Bond: «Subito un nuovo patto». E Caner striglia i suoi: «Populisti». Diciamolo pure: la maggioranza verde-azzurra che governa il Veneto è andata in pezzi. E il rischio che da qui alla fine della legislatura si paralizzino i lavori del parlamentino regionale è tutt’altro che remoto.
Il voto di mercoledì sera sulla legge del Pdl che dovrebbe riorganizzare le partecipate regionali ha visto la maggioranza andare sotto per due volte di seguito e Lega e Pdl votare contro la loro stessa giunta.
«Ho provato a spiegarlo ai miei in tutti i modi, ma sono andati per conto loro. Si sono fatti prendere dal populismo e questo è il risultato», sospira il capogruppo della Lega Federico Caner. Il fatto è che i consiglieri del Carroccio non se la sono sentita di votare contro una riforma che sulla carta riduce i costi di gestione delle società regionali nonostante i ripetuti inviti dell’assessore di riferimento Roberto Ciambetti convinto invece che la proposta fatta da Costantino Toniolo (Pdl) e sottoscritta da Pd e Idv «aumenterà i costi attuali».
Sia chiaro: lo spezzatino a palazzo Ferro Fini che ha visto la proposta del Pdl passare con i voti favorevoli dei consiglieri di Lega e Pdl-Ndc (e naturalmente del Pd) e il voto contrario di tutti gli assessori della Lega e del Pdl non si tradurrà mai nelle dimissioni dei consiglieri regionali. Per quanto il capogruppo del Pdl Dario Bond abbia sottolineato che «questa maggioranza è finita e serve quindi un patto di fine legislatura», non si andrà mai al voto. «Nessuno vuol far cadere questa maggioranza – sottolinea anche Caner – ma i problemi personali di alcuni consiglieri rischiano di fare danni grossi». Il riferimento è allo scontro ormai diventato cronico tra alcuni esponenti del Pdl (Laroni e Toniolo, per esempio) e della Lega (l’assessore Ciambetti) e tra Leonardo Padrin (Forza Italia), Remo Sernagiotto (Forza Italia) e Marino Zorzato (Pdl-Ncd) i cui rapporti personali sono sempre più tesi. «Al di là dei rapporti personali, il problema è che qualcuno non ha capito che cosa ha votato, mentre è bene che ognuno si prenda le sue responsabilità», sbotta Padrin accusando apertamente gli ex colleghi del centrodestra e sparando proprio sul suo ex capogruppo. «La maggioranza non cadrà certo per colpa nostra – ribatte Bond -. Non si fanno le cose al buio, la nostra è una richiesta costruttiva: ho chiesto un patto di fine legislatura per fare tre o quattro leggi chiare da presentare tutti insieme alle opposizioni. Zaia, che è persona intelligente, ha perfettamente capito il messaggio. Così non possiamo andare avanti o rischiamo di fare male ai veneti».

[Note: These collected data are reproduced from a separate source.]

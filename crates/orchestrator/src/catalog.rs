//! Subscription catalog collaborator.
//!
//! The catalog owns provider metadata; the orchestrator only asks it which
//! strategies apply to a subscription and where to point them.

use std::collections::HashMap;

use async_trait::async_trait;
use serde::{Deserialize, Serialize};
use tokio::sync::RwLock;
use unsub_core::cancellation::CancellationMethod;

/// Provider metadata for one subscription.
#[derive(Debug, Clone, PartialEq, Serialize, Deserialize)]
pub struct Subscription {
    pub id: String,
    /// Provider key, e.g. `"streamflix"`. Selects the automation script.
    pub provider: String,
    pub display_name: String,
    /// Identifier of the subscription on the provider's side.
    pub external_ref: String,
    /// Strategies the provider supports for this subscription.
    pub methods: Vec<CancellationMethod>,
    pub cancel_url: Option<String>,
    pub support_contact: Option<String>,
}

impl Subscription {
    pub fn supports(&self, method: CancellationMethod) -> bool {
        self.methods.contains(&method)
    }
}

#[derive(Debug, thiserror::Error)]
#[error("Subscription catalog unavailable: {0}")]
pub struct CatalogError(pub String);

#[async_trait]
pub trait SubscriptionCatalog: Send + Sync {
    async fn lookup(&self, subscription_id: &str) -> Result<Option<Subscription>, CatalogError>;
}

/// In-memory catalog for development and tests.
#[derive(Default)]
pub struct StaticCatalog {
    entries: RwLock<HashMap<String, Subscription>>,
}

impl StaticCatalog {
    pub fn new(entries: impl IntoIterator<Item = Subscription>) -> Self {
        Self {
            entries: RwLock::new(entries.into_iter().map(|s| (s.id.clone(), s)).collect()),
        }
    }

    pub async fn insert(&self, subscription: Subscription) {
        self.entries
            .write()
            .await
            .insert(subscription.id.clone(), subscription);
    }
}

#[async_trait]
impl SubscriptionCatalog for StaticCatalog {
    async fn lookup(&self, subscription_id: &str) -> Result<Option<Subscription>, CatalogError> {
        Ok(self.entries.read().await.get(subscription_id).cloned())
    }
}
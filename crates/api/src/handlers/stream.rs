//! Server-sent status streams.
//!
//! Each connection gets its own polled stream; nothing is shared between
//! connections and dropping one never affects the request it watches.

use axum::extract::{Path, Query, State};
use axum::response::sse::{Event, KeepAlive, Sse};
use futures::{Stream, StreamExt};
use serde::Deserialize;
use unsub_core::types::DbId;
use unsub_orchestrator::StatusEvent;

use crate::error::AppResult;
use crate::middleware::auth::AuthUser;
use crate::state::AppState;

#[derive(Debug, Deserialize)]
#[serde(rename_all = "camelCase")]
pub struct StreamQuery {
    /// Echoed in every event; defaults to the request's own orchestration.
    pub orchestration_id: Option<DbId>,
}

/// GET /api/v1/cancellations/{id}/stream
///
/// Emits `cancellation.status` once, then `cancellation.update` whenever the
/// status or latest log changes, and closes after the terminal event.
pub async fn stream_status(
    auth: AuthUser,
    State(state): State<AppState>,
    Path(id): Path<DbId>,
    Query(query): Query<StreamQuery>,
) -> AppResult<Sse<impl Stream<Item = Result<Event, axum::Error>>>> {
    let stream = state
        .publisher
        .open_stream(id, auth.user_id, query.orchestration_id)
        .await?;

    tracing::info!(request_id = id, user_id = auth.user_id, "Status stream connected");
    Ok(Sse::new(stream.map(|event| to_sse(&event))).keep_alive(KeepAlive::default()))
}

fn to_sse(event: &StatusEvent) -> Result<Event, axum::Error> {
    Event::default().event(event.name()).json_data(event)
}
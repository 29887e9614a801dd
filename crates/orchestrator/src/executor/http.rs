//! REST client for the subscription provider's cancellation API.
//!
//! Wraps `GET /subscriptions/{ref}` and `POST /subscriptions/{ref}/cancel`
//! using [`reqwest`], classifying every failure as transient or permanent.

use std::time::Duration;

use async_trait::async_trait;
use reqwest::StatusCode;
use serde::Deserialize;

use super::api::{ProviderClient, ProviderError, RemoteState};

/// HTTP client for one provider API base URL.
pub struct HttpProviderClient {
    client: reqwest::Client,
    base_url: String,
}

#[derive(Debug, Deserialize)]
struct StateResponse {
    status: RemoteState,
}

#[derive(Debug, Deserialize)]
struct CancelResponse {
    #[serde(default)]
    confirmation_id: Option<String>,
}

impl HttpProviderClient {
    /// Create a client with a per-call timeout.
    pub fn new(base_url: impl Into<String>, timeout: Duration) -> Result<Self, reqwest::Error> {
        let client = reqwest::Client::builder().timeout(timeout).build()?;
        Ok(Self::with_client(client, base_url))
    }

    /// Reuse an existing [`reqwest::Client`] for connection pooling.
    pub fn with_client(client: reqwest::Client, base_url: impl Into<String>) -> Self {
        Self {
            client,
            base_url: base_url.into().trim_end_matches('/').to_string(),
        }
    }

    fn url(&self, external_ref: &str, suffix: &str) -> String {
        format!("{}/subscriptions/{external_ref}{suffix}", self.base_url)
    }

    async fn parse<T: for<'de> Deserialize<'de>>(
        response: reqwest::Response,
    ) -> Result<T, ProviderError> {
        let status = response.status();
        if !status.is_success() {
            let body = response.text().await.unwrap_or_default();
            return Err(classify_status(status, &body));
        }
        response
            .json::<T>()
            .await
            .map_err(|e| ProviderError::Permanent(format!("unexpected provider response: {e}")))
    }
}

/// Map a non-2xx provider status onto the retry taxonomy.
///
/// 5xx, 408 and 429 are retried; any other client error is final.
pub fn classify_status(status: StatusCode, body: &str) -> ProviderError {
    let message = if body.is_empty() {
        status.to_string()
    } else {
        format!("{status}: {body}")
    };
    if status.is_server_error()
        || status == StatusCode::TOO_MANY_REQUESTS
        || status == StatusCode::REQUEST_TIMEOUT
    {
        ProviderError::Transient(message)
    } else {
        ProviderError::Permanent(message)
    }
}

fn classify_transport(err: reqwest::Error) -> ProviderError {
    if err.is_timeout() || err.is_connect() || err.is_request() {
        ProviderError::Transient(err.to_string())
    } else {
        ProviderError::Permanent(err.to_string())
    }
}

#[async_trait]
impl ProviderClient for HttpProviderClient {
    async fn fetch_state(&self, external_ref: &str) -> Result<RemoteState, ProviderError> {
        let response = self
            .client
            .get(self.url(external_ref, ""))
            .send()
            .await
            .map_err(classify_transport)?;
        let body: StateResponse = Self::parse(response).await?;
        Ok(body.status)
    }

    async fn request_cancel(&self, external_ref: &str) -> Result<Option<String>, ProviderError> {
        let response = self
            .client
            .post(self.url(external_ref, "/cancel"))
            .send()
            .await
            .map_err(classify_transport)?;
        let body: CancelResponse = Self::parse(response).await?;
        Ok(body.confirmation_id)
    }
}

A sentire il consiglere dell’Idv Gennaro Marotta, però, la questione sarebbe un po’ diversa: «Le varie anime che compongono la maggioranza perseguono fini diversi, l’ho notato fin dall’inizio legislatura, ma continueranno a tenersi assieme fino al 2015. Litigano, si fanno gli sgambetti, ma un attimo prima del burrone fanno due conti e mettono sempre la retromarcia». A dire: le tensioni rischiano sì di paralizzare il consiglio regionale, ma con l’aria politica che tira, nessuno ha intenzione di andare al terno al lotto del voto. E infatti dall’altro lato del Canal Grande, nelle stanze di palzzo Balbi, il clima non è particolarmente teso. A partire dal presidente Luca Zaia, gli assessori guardano le vicende del consiglio e passano oltre. Il problema da risolvere oggi non sembra quello dei rapporti politici interni alla maggioranza quanto quello dei treni dei pendolari che non vanno come dovrebbero.